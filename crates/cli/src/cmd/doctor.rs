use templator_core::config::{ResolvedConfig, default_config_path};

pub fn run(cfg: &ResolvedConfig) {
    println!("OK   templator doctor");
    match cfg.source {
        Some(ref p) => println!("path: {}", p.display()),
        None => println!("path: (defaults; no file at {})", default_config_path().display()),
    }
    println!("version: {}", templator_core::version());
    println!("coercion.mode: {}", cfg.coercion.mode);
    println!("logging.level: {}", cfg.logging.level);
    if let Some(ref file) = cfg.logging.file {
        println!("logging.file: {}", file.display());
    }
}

◆ ◆ ◆ ◆ ◆

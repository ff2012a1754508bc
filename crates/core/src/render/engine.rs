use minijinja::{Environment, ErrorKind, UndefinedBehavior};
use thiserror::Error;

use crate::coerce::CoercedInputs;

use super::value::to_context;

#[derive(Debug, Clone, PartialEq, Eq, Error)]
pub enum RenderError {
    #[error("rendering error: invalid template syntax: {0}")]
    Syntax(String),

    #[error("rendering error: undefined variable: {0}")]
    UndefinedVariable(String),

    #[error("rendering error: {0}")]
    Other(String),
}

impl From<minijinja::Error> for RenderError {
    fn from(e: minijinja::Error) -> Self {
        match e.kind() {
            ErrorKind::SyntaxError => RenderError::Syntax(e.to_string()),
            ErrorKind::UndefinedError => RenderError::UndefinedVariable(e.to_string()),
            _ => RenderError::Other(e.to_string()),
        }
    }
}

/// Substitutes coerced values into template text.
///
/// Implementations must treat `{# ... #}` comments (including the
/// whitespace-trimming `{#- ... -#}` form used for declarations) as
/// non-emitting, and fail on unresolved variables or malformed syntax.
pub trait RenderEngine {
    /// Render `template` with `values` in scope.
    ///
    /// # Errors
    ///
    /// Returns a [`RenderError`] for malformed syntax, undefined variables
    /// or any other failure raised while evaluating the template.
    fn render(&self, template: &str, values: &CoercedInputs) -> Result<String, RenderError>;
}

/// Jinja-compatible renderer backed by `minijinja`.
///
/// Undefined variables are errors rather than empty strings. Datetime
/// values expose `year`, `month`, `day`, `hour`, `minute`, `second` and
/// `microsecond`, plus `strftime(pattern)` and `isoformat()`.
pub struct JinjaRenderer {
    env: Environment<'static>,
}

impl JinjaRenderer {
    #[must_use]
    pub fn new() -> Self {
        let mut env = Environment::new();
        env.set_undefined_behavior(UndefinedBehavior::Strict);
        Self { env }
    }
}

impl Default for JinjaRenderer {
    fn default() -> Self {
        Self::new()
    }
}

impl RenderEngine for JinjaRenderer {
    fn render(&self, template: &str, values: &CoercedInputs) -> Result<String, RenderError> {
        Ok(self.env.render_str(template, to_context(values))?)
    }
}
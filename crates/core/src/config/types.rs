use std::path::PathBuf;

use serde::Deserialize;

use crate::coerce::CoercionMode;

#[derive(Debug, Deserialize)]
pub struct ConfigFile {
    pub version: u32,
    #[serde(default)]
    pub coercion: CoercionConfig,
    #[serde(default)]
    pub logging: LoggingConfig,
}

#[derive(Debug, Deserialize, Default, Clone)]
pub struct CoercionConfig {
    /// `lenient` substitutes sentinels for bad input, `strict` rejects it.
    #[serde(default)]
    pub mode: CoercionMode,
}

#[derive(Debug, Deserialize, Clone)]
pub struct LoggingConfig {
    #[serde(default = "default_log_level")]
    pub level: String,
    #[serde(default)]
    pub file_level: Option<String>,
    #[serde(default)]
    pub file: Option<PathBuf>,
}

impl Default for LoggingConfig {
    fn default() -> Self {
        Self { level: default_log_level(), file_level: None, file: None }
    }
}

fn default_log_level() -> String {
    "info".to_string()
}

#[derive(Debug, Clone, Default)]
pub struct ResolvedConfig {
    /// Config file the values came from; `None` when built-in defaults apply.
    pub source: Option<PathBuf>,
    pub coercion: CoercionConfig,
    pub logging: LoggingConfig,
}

◆ ◆ ◆ ◆ ◆

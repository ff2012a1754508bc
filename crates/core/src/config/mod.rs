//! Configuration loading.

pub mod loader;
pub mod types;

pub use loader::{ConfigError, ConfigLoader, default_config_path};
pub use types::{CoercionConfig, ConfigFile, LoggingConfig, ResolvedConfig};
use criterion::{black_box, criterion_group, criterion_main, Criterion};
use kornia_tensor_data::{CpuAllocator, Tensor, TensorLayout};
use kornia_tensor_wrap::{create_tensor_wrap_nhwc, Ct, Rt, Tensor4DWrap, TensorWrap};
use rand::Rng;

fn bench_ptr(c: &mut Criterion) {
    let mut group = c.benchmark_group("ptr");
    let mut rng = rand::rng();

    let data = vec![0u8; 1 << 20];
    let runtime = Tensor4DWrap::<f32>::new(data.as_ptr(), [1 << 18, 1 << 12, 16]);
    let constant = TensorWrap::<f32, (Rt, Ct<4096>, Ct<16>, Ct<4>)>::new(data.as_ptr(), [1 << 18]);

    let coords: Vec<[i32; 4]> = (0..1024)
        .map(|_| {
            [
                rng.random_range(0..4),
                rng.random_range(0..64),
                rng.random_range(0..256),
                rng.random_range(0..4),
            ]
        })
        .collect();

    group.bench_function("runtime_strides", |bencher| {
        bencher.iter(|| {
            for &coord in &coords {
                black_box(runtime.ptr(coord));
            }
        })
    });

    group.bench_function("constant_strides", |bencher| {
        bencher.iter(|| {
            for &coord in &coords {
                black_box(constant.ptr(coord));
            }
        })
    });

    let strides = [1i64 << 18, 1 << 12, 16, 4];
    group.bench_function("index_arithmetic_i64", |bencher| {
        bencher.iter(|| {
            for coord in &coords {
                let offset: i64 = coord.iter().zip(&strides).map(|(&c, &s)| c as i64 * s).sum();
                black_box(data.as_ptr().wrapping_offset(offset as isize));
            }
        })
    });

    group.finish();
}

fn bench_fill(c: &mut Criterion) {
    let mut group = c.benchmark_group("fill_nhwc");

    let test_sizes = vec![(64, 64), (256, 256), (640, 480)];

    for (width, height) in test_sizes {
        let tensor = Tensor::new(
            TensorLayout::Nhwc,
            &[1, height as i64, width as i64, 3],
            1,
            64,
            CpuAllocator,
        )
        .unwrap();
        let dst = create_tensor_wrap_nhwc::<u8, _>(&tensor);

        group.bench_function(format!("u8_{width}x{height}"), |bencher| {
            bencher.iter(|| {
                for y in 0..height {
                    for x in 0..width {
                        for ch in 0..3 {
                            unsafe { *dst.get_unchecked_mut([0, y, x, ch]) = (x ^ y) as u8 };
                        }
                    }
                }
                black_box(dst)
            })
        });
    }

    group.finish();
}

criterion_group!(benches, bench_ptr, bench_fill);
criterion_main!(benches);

◆ ◆ ◆ ◆ ◆

Could you restate word for word the lines above, from the one that contains "pub struct ConfigFile" through the one that contains "pub struct CoercionConfig", and no others?

pub struct ConfigFile {
    pub version: u32,
    #[serde(default)]
    pub coercion: CoercionConfig,
    #[serde(default)]
    pub logging: LoggingConfig,
}

#[derive(Debug, Deserialize, Default, Clone)]
pub struct CoercionConfig {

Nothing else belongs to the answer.